There are a lot of activities a mother can, and does, learn to do with her children: cleaning the house, cooking, getting groceries, going to the doctor, even completing part-time work. But working out is a different matter. You can run around with your kids, sure, or jog alongside as they ride their bikes, but the focus necessarily is the kids and their needs. In order to get a true, satisfying, fully beneficial workout, a mother needs to go it alone, but daily demands on the schedule often make carving out time impossible.

What can your gym do to help? The best thing would be providing childcare for the length of a class or workout session. If this is an option for your facility, consider giving your clients who are mothers a voucher for a free or discounted babysitting session this Mother’s Day. If you don’t have the capacity to provide childcare, how about making available class packages that never expire (allowing mothers, for example, to purchase ten classes but not specifying that those classes must be used in a month or six months or some other period of time).

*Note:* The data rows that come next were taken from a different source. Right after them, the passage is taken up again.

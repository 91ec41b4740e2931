//! Market data model shared by the publisher core and its drivers.

pub mod binance;
pub mod error;
pub mod models;

pub use error::SnapshotError;
pub use models::{BookSide, DerivedPrices, OrderSnapshot, PriceLevel, TOP_LEVELS};
use std::sync::Arc;

use tokio::sync::broadcast;
use tokio::time::{Instant, sleep};
use tracing::{debug, error, info};

use super::ProcessorInner;
use crate::metrics::counters::Counters;
use crate::sink::{Sink, SinkChannel, deliver};
use crate::types::ProcessedRecord;

/// Dequeue, wait the scenario delay, build the record, hand it to the sink.
pub(super) async fn run<S: Sink>(
    inner: Arc<ProcessorInner<S>>,
    mut shutdown: broadcast::Receiver<()>,
) {
    info!("processing loop started");

    loop {
        let snapshot = tokio::select! {
            biased;
            _ = shutdown.recv() => break,
            next = inner.queue.dequeue() => match next {
                Some(snapshot) => snapshot,
                None => break,
            },
        };

        let started = Instant::now();
        // Read once per item; a switch mid-delay applies to the next one.
        let (scenario, delay) = inner.delay.current();

        tokio::select! {
            biased;
            _ = shutdown.recv() => break,
            _ = sleep(delay) => {}
        }

        let processing_time_ms = started.elapsed().as_secs_f64() * 1_000.0;
        let sequence_id = snapshot.sequence_id;

        let record = match ProcessedRecord::build(snapshot, processing_time_ms, inner.queue.len()) {
            Ok(record) => record,
            Err(e) => {
                Counters::bump(&inner.counters.record_failures);
                error!(error = %e, "skipping snapshot");
                continue;
            }
        };

        debug!(sequence_id, processing_time_ms, scenario = %scenario, "snapshot processed");

        tokio::select! {
            biased;
            _ = shutdown.recv() => break,
            _ = deliver(
                SinkChannel::Processed,
                inner.config.slow_sink_warning,
                &inner.counters,
                inner.sink.on_processed(record),
            ) => {}
        }

        let processed = Counters::bump(&inner.counters.processed);
        if processed % inner.config.processed_log_every == 0 {
            inner.log_processing_metrics();
        }
    }

    info!("processing loop stopped");
}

You might also consider offering more classes during school hours. I love my gym, but it offers most classes in the morning, when I need to work, and in the evenings, when I’m home with my son. What I long for is yoga or Pilates or cycling at 2 p.m. — but between the hours of 1 p.m. and 6 p.m. there are generally very few choices.

One of the reasons I feel strongly about the need to make it easy for mothers to get to the gym is that mothers are particularly susceptible to unhealthy habits. We gulp down a few quick bites on the run, or we grab pizza because it’s what our kids our eating (but our bodies sure don’t process the pizza like our kids’ bodies do). We take care of everyone else and forget to take care of ourselves. We prioritize household chores over working out.

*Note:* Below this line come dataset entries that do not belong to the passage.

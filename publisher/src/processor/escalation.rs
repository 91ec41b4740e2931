use std::sync::Arc;

use tokio::sync::{broadcast, mpsc};
use tokio::time::sleep;
use tracing::{debug, info};

use super::ProcessorInner;
use crate::sink::{Sink, SinkChannel, deliver};
use crate::types::IncidentRecord;

/// Emits the latched incident, then stops the processor once the grace
/// period elapses. An explicit stop cuts every step short.
pub(super) async fn run<S: Sink>(
    inner: Arc<ProcessorInner<S>>,
    mut events: mpsc::UnboundedReceiver<IncidentRecord>,
    mut shutdown: broadcast::Receiver<()>,
) {
    // The latch admits a single record.
    let record = tokio::select! {
        biased;
        _ = shutdown.recv() => return,
        next = events.recv() => match next {
            Some(record) => record,
            None => return,
        },
    };

    tokio::select! {
        biased;
        _ = shutdown.recv() => return,
        _ = deliver(
            SinkChannel::Incident,
            inner.config.slow_sink_warning,
            &inner.counters,
            inner.sink.on_incident(record),
        ) => {}
    }

    let grace = inner.config.grace_period;
    inner.incident.begin_shutdown();
    info!(grace_secs = grace.as_secs_f64(), "graceful shutdown scheduled");

    tokio::select! {
        biased;
        _ = shutdown.recv() => {
            debug!("grace period cut short by stop");
            return;
        }
        _ = sleep(grace) => {}
    }

    inner.shutdown("incident grace period elapsed").await;
}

Caitlin Moran, a comedian, writer, and feminist thinker, points out another, more serious problem that many women who are caretakers face: “Overeating is the addiction of choice among carers,” she writes in her excellent book How to Be a Woman. “… It’s a way of [messing] yourself up while still remaining fully functional, because you have to…, [of] slowly self-destructing in a way that doesn’t inconvenience anyone.” It’s true: a lot of women who overeat do it because the stress of being a “carer” drives them to seek some kind of outlet, but a kind that won’t cause dramatic trauma, as a drug or alcohol addiction might. For such mothers, the ability to work out would make a world of difference. Your facility can help by helping them find the time to focus on fitness.